▶ Input for this task

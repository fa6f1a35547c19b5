// commands.rs

use std::io::{self, Write};
use std::path::Path;
use std::process::ExitCode;

use anyhow::Context;
use tracing::{info, warn};

use crate::config::{Mode, Settings};
use crate::error::{Error, Result};
use crate::history::History;
use crate::parser::parse_path;
use crate::util::{indexed_lines, writeln_ignore_broken_pipe};

pub const EXIT_FUZZY_FALLBACK: u8 = 2;
pub const EXIT_CACHE_LOCATION: u8 = 3;

// Only `main` turns these into exit statuses.
#[derive(Debug, Clone, Copy, PartialEq, Eq)]
pub enum Outcome {
    Success,
    /// The requested path did not exist; recent locations were listed instead.
    FuzzyFallback,
    CacheLocationPrinted,
}

impl From<Outcome> for ExitCode {
    fn from(outcome: Outcome) -> Self {
        match outcome {
            Outcome::Success => ExitCode::SUCCESS,
            Outcome::FuzzyFallback => ExitCode::from(EXIT_FUZZY_FALLBACK),
            Outcome::CacheLocationPrinted => ExitCode::from(EXIT_CACHE_LOCATION),
        }
    }
}

pub fn run<W: Write>(settings: &Settings, out: &mut W) -> Result<Outcome> {
    let history = History::new(&settings.cache_path);
    match &settings.mode {
        Mode::CacheLocation => {
            emit(out, history.cache_path().display().to_string())?;
            Ok(Outcome::CacheLocationPrinted)
        }
        Mode::List(k) => {
            let entries = history.top_k(*k)?;
            for line in indexed_lines(&entries, *k) {
                emit(out, line)?;
            }
            Ok(Outcome::Success)
        }
        Mode::Lookup(n) => {
            emit(out, history.nth_previous(*n)?)?;
            Ok(Outcome::Success)
        }
        Mode::Record(raw) => {
            let path = parse_path(raw, &settings.home)?;
            match std::fs::metadata(&path) {
                Ok(_) => {}
                Err(e) if e.kind() == io::ErrorKind::NotFound => {
                    warn!(path = %path.display(), "path is not a file or directory");
                    let entries = history.fuzzy_list()?;
                    for line in indexed_lines(&entries, entries.len().saturating_sub(1)) {
                        emit(out, line)?;
                    }
                    return Ok(Outcome::FuzzyFallback);
                }
                Err(e) => {
                    return Err(anyhow::Error::new(e)
                        .context(format!("Failed to stat {}", path.display()))
                        .into());
                }
            }
            let entry = loggable(&path)?;
            history.record(entry)?;
            info!(path = entry, "recorded");
            emit(out, entry)?;
            Ok(Outcome::Success)
        }
    }
}

// One log line per path, so the path must be UTF-8 without line breaks.
fn loggable(path: &Path) -> Result<&str> {
    match path.to_str() {
        Some(entry) if !entry.contains(['\n', '\r']) => Ok(entry),
        Some(entry) => Err(Error::Arguments(format!(
            "Path contains a line break and cannot be recorded: {entry:?}"
        ))),
        None => Err(Error::Arguments(format!(
            "Path is not valid UTF-8 and cannot be recorded: {}",
            path.display()
        ))),
    }
}

fn emit<W: Write, S: AsRef<str>>(out: &mut W, line: S) -> Result<()> {
    writeln_ignore_broken_pipe(out, line).context("Failed writing to stdout")?;
    Ok(())
}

▶ What this task involves
With no line omitted, copy all the data exactly.

▶ Answer area
repository fa6f1a35547c19b5
// commands.rs

use std::io::{self, Write};
use std::path::Path;
use std::process::ExitCode;

use anyhow::Context;
use tracing::{info, warn};

use crate::config::{Mode, Settings};
use crate::error::{Error, Result};
use crate::history::History;
use crate::parser::parse_path;
use crate::util::{indexed_lines, writeln_ignore_broken_pipe};

pub const EXIT_FUZZY_FALLBACK: u8 = 2;
pub const EXIT_CACHE_LOCATION: u8 = 3;

// Only `main` turns these into exit statuses.
#[derive(Debug, Clone, Copy, PartialEq, Eq)]
pub enum Outcome {
    Success,
    /// The requested path did not exist; recent locations were listed instead.
    FuzzyFallback,
    CacheLocationPrinted,
}

impl From<Outcome> for ExitCode {
    fn from(outcome: Outcome) -> Self {
        match outcome {
            Outcome::Success => ExitCode::SUCCESS,
            Outcome::FuzzyFallback => ExitCode::from(EXIT_FUZZY_FALLBACK),
            Outcome::CacheLocationPrinted => ExitCode::from(EXIT_CACHE_LOCATION),
        }
    }
}

pub fn run<W: Write>(settings: &Settings, out: &mut W) -> Result<Outcome> {
    let history = History::new(&settings.cache_path);
    match &settings.mode {
        Mode::CacheLocation => {
            emit(out, history.cache_path().display().to_string())?;
            Ok(Outcome::CacheLocationPrinted)
        }
        Mode::List(k) => {
            let entries = history.top_k(*k)?;
            for line in indexed_lines(&entries, *k) {
                emit(out, line)?;
            }
            Ok(Outcome::Success)
        }
        Mode::Lookup(n) => {
            emit(out, history.nth_previous(*n)?)?;
            Ok(Outcome::Success)
        }
        Mode::Record(raw) => {
            let path = parse_path(raw, &settings.home)?;
            match std::fs::metadata(&path) {
                Ok(_) => {}
                Err(e) if e.kind() == io::ErrorKind::NotFound => {
                    warn!(path = %path.display(), "path is not a file or directory");
                    let entries = history.fuzzy_list()?;
                    for line in indexed_lines(&entries, entries.len().saturating_sub(1)) {
                        emit(out, line)?;
                    }
                    return Ok(Outcome::FuzzyFallback);
                }
                Err(e) => {
                    return Err(anyhow::Error::new(e)
                        .context(format!("Failed to stat {}", path.display()))
                        .into());
                }
            }
            let entry = loggable(&path)?;
            history.record(entry)?;
            info!(path = entry, "recorded");
            emit(out, entry)?;
            Ok(Outcome::Success)
        }
    }
}

// One log line per path, so the path must be UTF-8 without line breaks.
fn loggable(path: &Path) -> Result<&str> {
    match path.to_str() {
        Some(entry) if !entry.contains(['\n', '\r']) => Ok(entry),
        Some(entry) => Err(Error::Arguments(format!(
            "Path contains a line break and cannot be recorded: {entry:?}"
        ))),
        None => Err(Error::Arguments(format!(
            "Path is not valid UTF-8 and cannot be recorded: {}",
            path.display()
        ))),
    }
}

fn emit<W: Write, S: AsRef<str>>(out: &mut W, line: S) -> Result<()> {
    writeln_ignore_broken_pipe(out, line).context("Failed writing to stdout")?;
    Ok(())
}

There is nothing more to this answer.